Monday, November 20, 2023

Desite Cancer, It's Rooted in Gratitude

 "Aren't you ready to give up?" Jessica asked over the phone.

The appropriate response eluded me.

"I mean…," she continued. "Do you even have a quality of life? Maybe it's time to stop getting treatments and bow out gracefully."

My mouth hung open, and I suddenly felt so grateful we weren't in person. This friend from childhood isn't sick. She doesn't know how difficult it can be dragging myself to the cancer center. That's why she wouldn't understand why her words are literally the last thing I need to hear. "I do have a quality of life. And I want to see all of my children grow up. I can't stop now. I've made it so much longer than doctors expected. And I will know when it's the right time to quit. That time is not right now."
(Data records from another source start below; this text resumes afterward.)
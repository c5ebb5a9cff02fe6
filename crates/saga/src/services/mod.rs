//! External collaborator interfaces and in-memory test doubles.

pub mod billing;
pub mod menu;
pub mod notifier;
pub mod predictor;

pub use billing::{BillingService, InMemoryBillingService};
pub use menu::{InMemoryMenuCatalog, MenuCatalog};
pub use notifier::{InMemoryNotificationSink, NotificationSink};
pub use predictor::{CostPredictor, InMemoryCostPredictor};

use thiserror::Error;

/// Errors surfaced by external collaborators.
#[derive(Debug, Error)]
pub enum ServiceError {
    /// The collaborator could not be reached or failed internally.
    #[error("service unavailable: {0}")]
    Unavailable(String),

    /// The collaborator does not know the requested entity.
    #[error("not found: {0}")]
    NotFound(String),

    /// The collaborator rejected the request.
    #[error("{0}")]
    Rejected(String),

    /// The collaborator answered with something unusable.
    #[error("invalid response: {0}")]
    InvalidResponse(String),
}
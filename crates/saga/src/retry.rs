//! Bounded retry with a per-attempt timeout.

use std::time::Duration;

use thiserror::Error;

/// Retry configuration for external collaborator calls.
#[derive(Debug, Clone, Copy, PartialEq, Eq)]
pub struct RetryPolicy {
    /// Total number of attempts before giving up.
    pub attempts: u32,
    /// Budget for each individual attempt.
    pub per_attempt_timeout: Duration,
}

impl Default for RetryPolicy {
    fn default() -> Self {
        Self {
            attempts: 3,
            per_attempt_timeout: Duration::from_secs(5),
        }
    }
}

impl RetryPolicy {
    /// Creates a policy with the given attempt count and timeout.
    pub fn new(attempts: u32, per_attempt_timeout: Duration) -> Self {
        Self {
            attempts: attempts.max(1),
            per_attempt_timeout,
        }
    }
}

/// The terminal outcome of an exhausted retry loop.
#[derive(Debug, Error)]
pub enum RetryError<E> {
    /// The final attempt ran past its timeout.
    #[error("operation timed out after {attempts} attempts")]
    TimedOut { attempts: u32 },

    /// The final attempt failed with the operation's own error.
    #[error("operation failed after {attempts} attempts: {source}")]
    Failed { attempts: u32, source: E },
}

/// Runs `op` up to `policy.attempts` times, bounding each attempt with
/// `policy.per_attempt_timeout`.
///
/// Returns the first success, or the outcome of the final attempt once
/// the bound is exhausted.
pub async fn retry_with_policy<T, E, F, Fut>(
    policy: RetryPolicy,
    mut op: F,
) -> std::result::Result<T, RetryError<E>>
where
    F: FnMut() -> Fut,
    Fut: Future<Output = std::result::Result<T, E>>,
    E: std::fmt::Display,
{
    let attempts = policy.attempts.max(1);
    let mut last = None;

    for attempt in 1..=attempts {
        match tokio::time::timeout(policy.per_attempt_timeout, op()).await {
            Ok(Ok(value)) => return Ok(value),
            Ok(Err(e)) => {
                tracing::debug!(attempt, error = %e, "retried operation failed");
                last = Some(RetryError::Failed {
                    attempts,
                    source: e,
                });
            }
            Err(_) => {
                tracing::debug!(attempt, "retried operation timed out");
                last = Some(RetryError::TimedOut { attempts });
            }
        }
    }

    // The loop always runs at least once, so `last` is populated.
    Err(last.expect("at least one attempt"))
}
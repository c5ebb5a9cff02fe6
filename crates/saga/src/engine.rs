//! Quotation engine: per-item cost prediction and quotation commit.

use chrono::NaiveDate;
use common::{ActorId, OrderId};
use domain::{CostBreakdown, Money, OrderItem, OrderStatus};
use stock::StockLedger;
use store::OrderStore;

use crate::error::{OrchestrationError, Result};
use crate::orchestrator::{OrderDetails, OrderOrchestrator};
use crate::retry::retry_with_policy;
use crate::services::{
    BillingService, CostPredictor, MenuCatalog, NotificationSink, ServiceError,
};

impl<S, L, B, P, N, M> OrderOrchestrator<S, L, B, P, N, M>
where
    S: OrderStore + 'static,
    L: StockLedger + 'static,
    B: BillingService + 'static,
    P: CostPredictor + 'static,
    N: NotificationSink + 'static,
    M: MenuCatalog + 'static,
{
    /// Prices a draft order and moves it to `quoted`.
    ///
    /// Each item's unit cost comes from the predictor, retried within
    /// the configured policy and falling back to the last unit price
    /// with the configured markup once attempts are exhausted. Corrected
    /// item prices, the quotation, and the status advance commit as one
    /// unit; a billing failure aborts the whole operation with no
    /// partial writes.
    #[tracing::instrument(skip(self))]
    pub async fn generate_quotation(
        &self,
        order_id: OrderId,
        actor: ActorId,
    ) -> Result<OrderDetails> {
        let order = self.load_order(order_id).await?;
        if order.status != OrderStatus::Draft {
            return Err(OrchestrationError::InvalidTransition {
                from: order.status,
                to: OrderStatus::Quoted,
            });
        }

        let mut items = self.store.items_for_order(order_id).await?;
        if items.is_empty() {
            return Err(OrchestrationError::Validation(
                "Order has no items to quote".to_string(),
            ));
        }

        for item in &mut items {
            let unit_price = self.predict_unit_price(item, order.event_date).await;
            item.reprice(unit_price);
        }

        let subtotal: Money = items.iter().map(|item| item.total_price).sum();
        let breakdown = CostBreakdown::from_subtotal(subtotal, &self.rates);

        // Billing collaborator first: if the quotation cannot be
        // registered there, nothing is persisted locally either.
        let quotation = match tokio::time::timeout(
            self.call_timeout,
            self.billing.create_quotation(order_id, &breakdown),
        )
        .await
        {
            Ok(Ok(quotation)) => quotation,
            Ok(Err(e)) => {
                return Err(OrchestrationError::Internal(format!(
                    "billing quotation failed: {e}"
                )));
            }
            Err(_) => {
                return Err(OrchestrationError::Internal(
                    "billing quotation call timed out".to_string(),
                ));
            }
        };

        let updated = self
            .store
            .commit_quotation(order_id, order.version, items.clone(), quotation)
            .await?;

        self.log_history(
            order_id,
            order.status,
            updated.status,
            actor,
            "Quotation generated automatically",
        )
        .await;
        self.notify(
            updated.customer_id,
            &format!("Order {order_id} has been quoted"),
        )
        .await;
        metrics::counter!("quotations_generated_total").increment(1);
        tracing::info!(%order_id, grand_total = %updated.total_amount, "quotation generated");

        Ok(OrderDetails {
            order: updated,
            items,
        })
    }

    /// Predicts one item's unit price, falling back to a markup on its
    /// last known price when attempts are exhausted.
    async fn predict_unit_price(&self, item: &OrderItem, event_date: NaiveDate) -> Money {
        let menu_item_id = item.menu_item_id;
        let quantity = item.quantity;
        let predictor = self.predictor.clone();

        let predicted = retry_with_policy(self.retry, || {
            let predictor = predictor.clone();
            async move {
                let price = predictor.predict(menu_item_id, quantity, event_date).await?;
                if !price.is_positive() {
                    // A broken model must not zero out a quotation.
                    return Err(ServiceError::InvalidResponse(format!(
                        "non-positive unit price {price}"
                    )));
                }
                Ok(price)
            }
        })
        .await;

        match predicted {
            Ok(price) => price,
            Err(error) => {
                let fallback = self.rates.fallback_price(item.unit_price);
                tracing::warn!(
                    %menu_item_id,
                    %error,
                    %fallback,
                    "cost prediction exhausted; falling back to markup"
                );
                metrics::counter!("prediction_fallbacks_total").increment(1);
                fallback
            }
        }
    }
}
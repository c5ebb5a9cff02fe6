//! Domain error types.

use thiserror::Error;

use crate::order::OrderStatus;

/// Errors produced by domain rules.
#[derive(Debug, Error)]
pub enum DomainError {
    /// The requested status change is not in the transition table.
    #[error("Invalid status transition from {from} to {to}")]
    InvalidTransition { from: OrderStatus, to: OrderStatus },

    /// A business validation rule was violated.
    #[error("{0}")]
    Validation(String),
}

impl DomainError {
    /// Creates a validation error from any displayable message.
    pub fn validation(msg: impl Into<String>) -> Self {
        DomainError::Validation(msg.into())
    }
}
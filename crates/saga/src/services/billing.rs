//! Billing service trait and in-memory implementation.

use std::collections::HashMap;
use std::sync::{Arc, RwLock};
use std::time::Duration;

use async_trait::async_trait;
use common::{CustomerId, OrderId};
use domain::{CostBreakdown, Invoice, Money, Quotation};

use super::ServiceError;

/// Billing collaborator: quotations and invoices.
#[async_trait]
pub trait BillingService: Send + Sync {
    /// Registers a quotation for the given cost breakdown and returns
    /// the priced quotation record.
    async fn create_quotation(
        &self,
        order_id: OrderId,
        breakdown: &CostBreakdown,
    ) -> Result<Quotation, ServiceError>;

    /// Raises an invoice for a confirmed order.
    async fn create_invoice(
        &self,
        order_id: OrderId,
        total_amount: Money,
        customer_id: CustomerId,
    ) -> Result<Invoice, ServiceError>;
}

#[derive(Debug, Default)]
struct BillingState {
    quotations: HashMap<OrderId, Quotation>,
    invoices: HashMap<OrderId, Invoice>,
    fail_on_quotation: bool,
    fail_on_invoice: bool,
    invoice_delay: Option<Duration>,
}

/// In-memory billing service for testing.
#[derive(Debug, Clone, Default)]
pub struct InMemoryBillingService {
    state: Arc<RwLock<BillingState>>,
}

impl InMemoryBillingService {
    /// Creates a new in-memory billing service.
    pub fn new() -> Self {
        Self::default()
    }

    /// Makes subsequent quotation calls fail.
    pub fn set_fail_on_quotation(&self, fail: bool) {
        self.state.write().unwrap().fail_on_quotation = fail;
    }

    /// Makes subsequent invoice calls fail.
    pub fn set_fail_on_invoice(&self, fail: bool) {
        self.state.write().unwrap().fail_on_invoice = fail;
    }

    /// Delays invoice calls, for interleaving tests.
    pub fn set_invoice_delay(&self, delay: Option<Duration>) {
        self.state.write().unwrap().invoice_delay = delay;
    }

    /// Number of quotations registered.
    pub fn quotation_count(&self) -> usize {
        self.state.read().unwrap().quotations.len()
    }

    /// Number of invoices raised.
    pub fn invoice_count(&self) -> usize {
        self.state.read().unwrap().invoices.len()
    }
}

#[async_trait]
impl BillingService for InMemoryBillingService {
    async fn create_quotation(
        &self,
        order_id: OrderId,
        breakdown: &CostBreakdown,
    ) -> Result<Quotation, ServiceError> {
        let mut state = self.state.write().unwrap();
        if state.fail_on_quotation {
            return Err(ServiceError::Unavailable(
                "billing quotation endpoint down".to_string(),
            ));
        }

        let quotation = Quotation::from_breakdown(order_id, breakdown);
        state.quotations.insert(order_id, quotation.clone());
        Ok(quotation)
    }

    async fn create_invoice(
        &self,
        order_id: OrderId,
        total_amount: Money,
        customer_id: CustomerId,
    ) -> Result<Invoice, ServiceError> {
        let delay = self.state.read().unwrap().invoice_delay;
        if let Some(delay) = delay {
            tokio::time::sleep(delay).await;
        }

        let mut state = self.state.write().unwrap();
        if state.fail_on_invoice {
            return Err(ServiceError::Unavailable(
                "billing invoice endpoint down".to_string(),
            ));
        }

        let invoice = Invoice::pending(order_id, customer_id, total_amount);
        state.invoices.insert(order_id, invoice.clone());
        Ok(invoice)
    }
}

#[cfg(test)]
mod tests {
    use super::*;
    use domain::PricingRates;
    use rust_decimal_macros::dec;

    #[tokio::test]
    async fn quotation_reflects_breakdown() {
        let billing = InMemoryBillingService::new();
        let order_id = OrderId::new();
        let breakdown =
            CostBreakdown::from_subtotal(Money::new(dec!(1250)), &PricingRates::default());

        let quotation = billing.create_quotation(order_id, &breakdown).await.unwrap();

        assert_eq!(quotation.order_id, order_id);
        assert_eq!(quotation.grand_total.amount(), dec!(1640.6250));
        assert_eq!(billing.quotation_count(), 1);
    }

    #[tokio::test]
    async fn invoice_starts_pending_for_full_amount() {
        let billing = InMemoryBillingService::new();
        let invoice = billing
            .create_invoice(OrderId::new(), Money::new(dec!(900)), CustomerId::new())
            .await
            .unwrap();

        assert_eq!(invoice.total_amount.amount(), dec!(900));
        assert_eq!(billing.invoice_count(), 1);
    }

    #[tokio::test]
    async fn failure_toggles() {
        let billing = InMemoryBillingService::new();
        billing.set_fail_on_invoice(true);

        let result = billing
            .create_invoice(OrderId::new(), Money::new(dec!(10)), CustomerId::new())
            .await;

        assert!(matches!(result, Err(ServiceError::Unavailable(_))));
        assert_eq!(billing.invoice_count(), 0);
    }
}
I woke up at 4:40 the next morning, and as I hurriedly donned my clothes and slapped on some makeup, Jessica's words pulsed through my brain. Is this journey something I should've lied about? Like when you're at the grocery store and the cashier asks how you're doing… You invariably say, "Good." "Great." "F'ing fantastic!" Even if you just had a lobotomy and your husband left you for your uncle… I shook my head. But this isn't something to politely fib about. God made me someone who likes to share. And I want people to know they aren't alone. Fighting health issues sucks. I have good and bad days. But that doesn't mean it's my time. Not yet, anyway.

I packed my fiddle into the backseat of our dilapidated car and prepared for a grueling day of driving to another state and getting cancer treatments. Some people feel bad about this, but they don't realize it's by choice. I love going alone and having time to think, listen to audiobooks, and make new friends. But this day felt exceptional because the customer service supervisor actually approved my request to play for fellow patients. Neither of us probably knew at the time, but his kindness became my lifeline. After the call from Jessica, I felt my resolve fading. Was it time to quit treatments? Did she see things more clearly? Does she have some sort of knowledge I've been missing since my diagnosis?

After driving three hours and getting my labs done, I sat in the lobby at the cancer center. They'd slated for me to play my violin in between appointments, after the guitarist finished.

Glen doesn't know me, but a lot of the patients know about him. He plays at the center every Wednesday and that's generally when I get treatments. I wonder if he realizes how much his playing means to most of us. I've spent many of those days alone on the second floor, reading as his music wraps around, giving me peace while I wait for my next appointments. I sat up at that moment and shuffled my violin next to me. It sounded crazy, but I suddenly had an idea. Sometimes while he's playing, I imagine joining in, riding high above the guitar's somber chords.

After a song ended, I gingerly walked forward. This took forever because I felt nervous and I don't walk as straight as I used to before surgeries. "I… I play the violin," my voice escaped weakly. "I'm scheduled to play right after you, but I just have prerecorded songs to play with. Would you want to…" I cleared my throat, hoping to evict the fear. "Can I play with you instead?"

He seemed really surprised. 

"I play by ear," I pleaded, "and I hear you play all the time. I'm confident it'll sound amazing."

At first, he played a few chords away from the mic, wanting to see how it sounded. "Wow! You follow me really well," he admitted.

"I told you. I've been listening when you play here."

So we started an official song for everyone to hear through the mic. At first, I played gingerly, tenderly cradling my violin like a newborn, but then my fiddle took over. I felt notes rise above the sickness and the heartache. The music became a string connecting me to God, filling me with resolve, hope, and even joy. None of life's hardships mattered. It seemed so finite to worry about cancer and pain, especially when so much gratitude soared through my body and out of my violin. When we finished the song, dozens of patients had gathered with family members and friends in the lobby. Tears filled my eyes, and everyone clapped. The moment after we played, well, that was beautiful.

After I got home, I called Jessica. "I do have a quality of life," I said. "Every day I find something to be grateful for—to be happy about. I'm not ready to be done. Life is too much of a miracle. Yes, I experience pain every day, but life is pain. It's simply a reminder that I'm still alive."

I could hear tears lacing her voice. "Elisa…" She paused. "I'm so sorry I asked you that. You're living more than some people I know. Sometimes I think you're living more… than I am…"

We ended the call, and after I'd hugged my children good night, I sat by my husband and shook my head, a bit amazed by the entire day.

"What are you thinking about?" he asked.

"Just how surprising life is. I think it's a glorified act of letting go, but as we let go, we learn." 

Then, I slowly took my violin out of its case and stared. So strange a collection of wood, glue, horsehair, plastic, and metal has so drastically changed my life. We've traveled around the world together and met an inordinate number of unforgettable people. The next time someone asks if I have a good quality of life, I need to remember my family, friends, and my violin. Of course, I do. Is my life great? No. It's f'ing fantastic. And that perspective is completely rooted in gratitude. 


  1. Sending love to you on this Thanksgiving Day.

  2. I'm thankful for the positive atmosphere your blog exudes.